Start of Material shown
/// Sample location markers on box photographs
///
/// Markers are drawn on a copy of the photo. The source file is opened
/// read-only and never written.

use ab_glyph::FontArc;
use image::{Rgb, RgbImage};
use imageproc::drawing::draw_hollow_circle_mut;
use std::path::Path;
use tracing::debug;

use crate::color::{BLACK, MARKER_RED};
use crate::error::CatalogResult;
use crate::render::encode::open_rgb;
use crate::render::text::{draw_label, label_size};
use crate::state::data::{format_number, SampleRecord};

/// Marker radius relative to image width
pub const MARKER_RADIUS_RATIO: f32 = 0.12;
/// Markers are kept inside [EDGE_MARGIN, 1 - EDGE_MARGIN] of the height
pub const EDGE_MARGIN: f32 = 0.05;

/// Which edge a marker was pushed away from
#[derive(Debug, Clone, Copy, PartialEq, Eq)]
pub enum EdgeClamp {
    None,
    Top,
    Bottom,
}

/// Resolved marker geometry in pixels
#[derive(Debug, Clone, Copy, PartialEq)]
pub struct MarkerPlacement {
    pub center: (f32, f32),
    pub radius: f32,
    pub clamp: EdgeClamp,
    /// Label goes above the circle (only when pushed off the bottom edge)
    pub label_above: bool,
}

/// Marker geometry for a sample at normalized `offset` in a `width` x `height`
/// photo holding `segments` core segments.
///
/// The horizontal position uses width / (2 * segments) for every segment
/// count; which segment a sample sits in is not known from its number.
pub fn place_marker(width: u32, height: u32, offset: f64, segments: u8) -> MarkerPlacement {
    let (w, h) = (width as f32, height as f32);
    let radius = MARKER_RADIUS_RATIO * w;
    let x = w / (2.0 * segments.max(1) as f32);
    let mut y = offset as f32 * h;

    let clamp = if y + radius > (1.0 - EDGE_MARGIN) * h {
        y = (1.0 - EDGE_MARGIN) * h - radius;
        EdgeClamp::Bottom
    } else if y - radius < EDGE_MARGIN * h {
        y = EDGE_MARGIN * h + radius;
        EdgeClamp::Top
    } else {
        EdgeClamp::None
    };

    MarkerPlacement {
        center: (x, y),
        radius,
        clamp,
        label_above: clamp == EdgeClamp::Bottom,
    }
}

/// Draws sample markers onto box photos
#[derive(Debug, Clone)]
pub struct SampleAnnotator {
    font: FontArc,
    marker_color: Rgb<u8>,
    label_color: Rgb<u8>,
}

impl SampleAnnotator {
    pub fn new(font: FontArc) -> Self {
        Self {
            font,
            marker_color: MARKER_RED,
            label_color: BLACK,
        }
    }

    pub fn with_colors(mut self, marker: Rgb<u8>, label: Rgb<u8>) -> Self {
        self.marker_color = marker;
        self.label_color = label;
        self
    }

    /// Return an annotated copy of `source`
    pub fn annotate(&self, source: &RgbImage, samples: &[SampleRecord], segments: u8) -> RgbImage {
        let mut canvas = source.clone();
        let (width, height) = canvas.dimensions();

        for sample in samples {
            let marker = place_marker(width, height, sample.offset(), segments);
            self.draw_marker(&mut canvas, &marker, &format_number(sample.number));
        }

        debug!("Annotated {}x{} photo with {} markers", width, height, samples.len());
        canvas
    }

    /// Open a photo read-only and return an annotated copy
    pub fn annotate_file(&self, path: &Path, samples: &[SampleRecord], segments: u8) -> CatalogResult<RgbImage> {
        let source = open_rgb(path)?;
        Ok(self.annotate(&source, samples, segments))
    }

    fn draw_marker(&self, canvas: &mut RgbImage, marker: &MarkerPlacement, label: &str) {
        let (cx, cy) = (marker.center.0.round() as i32, marker.center.1.round() as i32);
        let radius = marker.radius.round().max(1.0) as i32;

        // Ring a few pixels thick
        let thickness = (radius / 10).max(2);
        for r in (radius - thickness / 2).max(1)..=radius + thickness / 2 {
            draw_hollow_circle_mut(canvas, (cx, cy), r, self.marker_color);
        }

        let size = (marker.radius * 0.8).max(12.0);
        let (text_w, text_h) = label_size(&self.font, size, label);
        let gap = thickness + 2;
        let x = cx - text_w / 2;
        let y = if marker.label_above {
            cy - radius - gap - text_h
        } else {
            cy + radius + gap
        };
        draw_label(canvas, &self.font, self.label_color, (x, y), size, label);
    }
}

#[cfg(test)]
mod tests {
    use super::*;
    use crate::render::text::LabelFont;
    use std::collections::BTreeSet;
    use std::fs;

    fn annotator() -> SampleAnnotator {
        SampleAnnotator::new(LabelFont::bundled().unwrap().face().clone())
    }

    fn sample(number: f64) -> SampleRecord {
        SampleRecord {
            box_id: number.floor() as i64,
            number,
            depth: None,
            studies: BTreeSet::new(),
        }
    }

    #[test]
    fn test_marker_follows_offset() {
        let m = place_marker(100, 1000, sample(4.71).offset(), 1);
        assert_eq!(m.clamp, EdgeClamp::None);
        assert!((m.center.0 - 50.0).abs() < 1e-3);
        assert!((m.center.1 - 710.0).abs() < 1e-2);
        assert!((m.radius - 12.0).abs() < 1e-3);
        assert!(!m.label_above);
    }

    #[test]
    fn test_top_clamp_puts_label_below() {
        let m = place_marker(100, 1000, 0.01, 1);
        assert_eq!(m.clamp, EdgeClamp::Top);
        assert!((m.center.1 - 62.0).abs() < 1e-3);
        assert!(!m.label_above);
    }

    #[test]
    fn test_bottom_clamp_puts_label_above() {
        let m = place_marker(100, 1000, 0.99, 1);
        assert_eq!(m.clamp, EdgeClamp::Bottom);
        assert!((m.center.1 - 938.0).abs() < 1e-3);
        assert!(m.label_above);
    }

    #[test]
    fn test_two_segments_use_quarter_width() {
        let m = place_marker(200, 1000, 0.5, 2);
        assert!((m.center.0 - 50.0).abs() < 1e-3);
    }

    #[test]
    fn test_annotate_returns_copy() {
        let source = RgbImage::from_pixel(100, 400, Rgb([200, 200, 200]));
        let annotated = annotator().annotate(&source, &[sample(4.5)], 1);

        assert_eq!(annotated.dimensions(), source.dimensions());
        assert!(source.pixels().all(|p| *p == Rgb([200, 200, 200])));
        // Ring passes through (50 + 12, 200)
        assert_eq!(*annotated.get_pixel(62, 200), MARKER_RED);
        // Center stays untouched
        assert_eq!(*annotated.get_pixel(50, 200), Rgb([200, 200, 200]));
    }

    #[test]
    fn test_top_clamped_label_is_drawn_below() {
        let source = RgbImage::from_pixel(200, 1000, Rgb([255, 255, 255]));
        let annotated = annotator().annotate(&source, &[sample(4.01)], 1);
        let m = place_marker(200, 1000, 0.01, 1);
        let below = (m.center.1 + m.radius) as u32;

        let label_ink = (0..200)
            .flat_map(|x| (below + 4..below + 40).map(move |y| (x, y)))
            .filter(|&(x, y)| {
                let p = *annotated.get_pixel(x, y);
                p != Rgb([255, 255, 255]) && p != MARKER_RED
            })
            .count();
        assert!(label_ink > 0);
    }

    #[test]
    fn test_annotate_file_leaves_source_untouched() {
        let dir = tempfile::tempdir().unwrap();
        let path = dir.path().join("well_4.png");
        RgbImage::from_pixel(80, 300, Rgb([30, 60, 90])).save(&path).unwrap();
        let before = fs::read(&path).unwrap();

        let annotated = annotator()
            .annotate_file(&path, &[sample(4.71), sample(4.02)], 1)
            .unwrap();

        assert_eq!(fs::read(&path).unwrap(), before);
        assert_eq!(annotated.dimensions(), (80, 300));
    }
}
End of Material shown
** To do **
Copy out each record from above, exactly.

** Result below **
/// Sample location markers on box photographs
///
/// Markers are drawn on a copy of the photo. The source file is opened
/// read-only and never written.

use ab_glyph::FontArc;
use image::{Rgb, RgbImage};
use imageproc::drawing::draw_hollow_circle_mut;
use std::path::Path;
use tracing::debug;

use crate::color::{BLACK, MARKER_RED};
use crate::error::CatalogResult;
use crate::render::encode::open_rgb;
use crate::render::text::{draw_label, label_size};
use crate::state::data::{format_number, SampleRecord};

/// Marker radius relative to image width
pub const MARKER_RADIUS_RATIO: f32 = 0.12;
/// Markers are kept inside [EDGE_MARGIN, 1 - EDGE_MARGIN] of the height
pub const EDGE_MARGIN: f32 = 0.05;

/// Which edge a marker was pushed away from
#[derive(Debug, Clone, Copy, PartialEq, Eq)]
pub enum EdgeClamp {
    None,
    Top,
    Bottom,
}

/// Resolved marker geometry in pixels
#[derive(Debug, Clone, Copy, PartialEq)]
pub struct MarkerPlacement {
    pub center: (f32, f32),
    pub radius: f32,
    pub clamp: EdgeClamp,
    /// Label goes above the circle (only when pushed off the bottom edge)
    pub label_above: bool,
}

/// Marker geometry for a sample at normalized `offset` in a `width` x `height`
/// photo holding `segments` core segments.
///
/// The horizontal position uses width / (2 * segments) for every segment
/// count; which segment a sample sits in is not known from its number.
pub fn place_marker(width: u32, height: u32, offset: f64, segments: u8) -> MarkerPlacement {
    let (w, h) = (width as f32, height as f32);
    let radius = MARKER_RADIUS_RATIO * w;
    let x = w / (2.0 * segments.max(1) as f32);
    let mut y = offset as f32 * h;

    let clamp = if y + radius > (1.0 - EDGE_MARGIN) * h {
        y = (1.0 - EDGE_MARGIN) * h - radius;
        EdgeClamp::Bottom
    } else if y - radius < EDGE_MARGIN * h {
        y = EDGE_MARGIN * h + radius;
        EdgeClamp::Top
    } else {
        EdgeClamp::None
    };

    MarkerPlacement {
        center: (x, y),
        radius,
        clamp,
        label_above: clamp == EdgeClamp::Bottom,
    }
}

/// Draws sample markers onto box photos
#[derive(Debug, Clone)]
pub struct SampleAnnotator {
    font: FontArc,
    marker_color: Rgb<u8>,
    label_color: Rgb<u8>,
}

impl SampleAnnotator {
    pub fn new(font: FontArc) -> Self {
        Self {
            font,
            marker_color: MARKER_RED,
            label_color: BLACK,
        }
    }

    pub fn with_colors(mut self, marker: Rgb<u8>, label: Rgb<u8>) -> Self {
        self.marker_color = marker;
        self.label_color = label;
        self
    }

    /// Return an annotated copy of `source`
    pub fn annotate(&self, source: &RgbImage, samples: &[SampleRecord], segments: u8) -> RgbImage {
        let mut canvas = source.clone();
        let (width, height) = canvas.dimensions();

        for sample in samples {
            let marker = place_marker(width, height, sample.offset(), segments);
            self.draw_marker(&mut canvas, &marker, &format_number(sample.number));
        }

        debug!("Annotated {}x{} photo with {} markers", width, height, samples.len());
        canvas
    }

    /// Open a photo read-only and return an annotated copy
    pub fn annotate_file(&self, path: &Path, samples: &[SampleRecord], segments: u8) -> CatalogResult<RgbImage> {
        let source = open_rgb(path)?;
        Ok(self.annotate(&source, samples, segments))
    }

    fn draw_marker(&self, canvas: &mut RgbImage, marker: &MarkerPlacement, label: &str) {
        let (cx, cy) = (marker.center.0.round() as i32, marker.center.1.round() as i32);
        let radius = marker.radius.round().max(1.0) as i32;

        // Ring a few pixels thick
        let thickness = (radius / 10).max(2);
        for r in (radius - thickness / 2).max(1)..=radius + thickness / 2 {
            draw_hollow_circle_mut(canvas, (cx, cy), r, self.marker_color);
        }

        let size = (marker.radius * 0.8).max(12.0);
        let (text_w, text_h) = label_size(&self.font, size, label);
        let gap = thickness + 2;
        let x = cx - text_w / 2;
        let y = if marker.label_above {
            cy - radius - gap - text_h
        } else {
            cy + radius + gap
        };
        draw_label(canvas, &self.font, self.label_color, (x, y), size, label);
    }
}

#[cfg(test)]
mod tests {
    use super::*;
    use crate::render::text::LabelFont;
    use std::collections::BTreeSet;
    use std::fs;

    fn annotator() -> SampleAnnotator {
        SampleAnnotator::new(LabelFont::bundled().unwrap().face().clone())
    }

    fn sample(number: f64) -> SampleRecord {
        SampleRecord {
            box_id: number.floor() as i64,
            number,
            depth: None,
            studies: BTreeSet::new(),
        }
    }

    #[test]
    fn test_marker_follows_offset() {
        let m = place_marker(100, 1000, sample(4.71).offset(), 1);
        assert_eq!(m.clamp, EdgeClamp::None);
        assert!((m.center.0 - 50.0).abs() < 1e-3);
        assert!((m.center.1 - 710.0).abs() < 1e-2);
        assert!((m.radius - 12.0).abs() < 1e-3);
        assert!(!m.label_above);
    }

    #[test]
    fn test_top_clamp_puts_label_below() {
        let m = place_marker(100, 1000, 0.01, 1);
        assert_eq!(m.clamp, EdgeClamp::Top);
        assert!((m.center.1 - 62.0).abs() < 1e-3);
        assert!(!m.label_above);
    }

    #[test]
    fn test_bottom_clamp_puts_label_above() {
        let m = place_marker(100, 1000, 0.99, 1);
        assert_eq!(m.clamp, EdgeClamp::Bottom);
        assert!((m.center.1 - 938.0).abs() < 1e-3);
        assert!(m.label_above);
    }

    #[test]
    fn test_two_segments_use_quarter_width() {
        let m = place_marker(200, 1000, 0.5, 2);
        assert!((m.center.0 - 50.0).abs() < 1e-3);
    }

    #[test]
    fn test_annotate_returns_copy() {
        let source = RgbImage::from_pixel(100, 400, Rgb([200, 200, 200]));
        let annotated = annotator().annotate(&source, &[sample(4.5)], 1);

        assert_eq!(annotated.dimensions(), source.dimensions());
        assert!(source.pixels().all(|p| *p == Rgb([200, 200, 200])));
        // Ring passes through (50 + 12, 200)
        assert_eq!(*annotated.get_pixel(62, 200), MARKER_RED);
        // Center stays untouched
        assert_eq!(*annotated.get_pixel(50, 200), Rgb([200, 200, 200]));
    }

    #[test]
    fn test_top_clamped_label_is_drawn_below() {
        let source = RgbImage::from_pixel(200, 1000, Rgb([255, 255, 255]));
        let annotated = annotator().annotate(&source, &[sample(4.01)], 1);
        let m = place_marker(200, 1000, 0.01, 1);
        let below = (m.center.1 + m.radius) as u32;

        let label_ink = (0..200)
            .flat_map(|x| (below + 4..below + 40).map(move |y| (x, y)))
            .filter(|&(x, y)| {
                let p = *annotated.get_pixel(x, y);
                p != Rgb([255, 255, 255]) && p != MARKER_RED
            })
            .count();
        assert!(label_ink > 0);
    }

    #[test]
    fn test_annotate_file_leaves_source_untouched() {
        let dir = tempfile::tempdir().unwrap();
        let path = dir.path().join("well_4.png");
        RgbImage::from_pixel(80, 300, Rgb([30, 60, 90])).save(&path).unwrap();
        let before = fs::read(&path).unwrap();

        let annotated = annotator()
            .annotate_file(&path, &[sample(4.71), sample(4.02)], 1)
            .unwrap();

        assert_eq!(fs::read(&path).unwrap(), before);
        assert_eq!(annotated.dimensions(), (80, 300));
    }
}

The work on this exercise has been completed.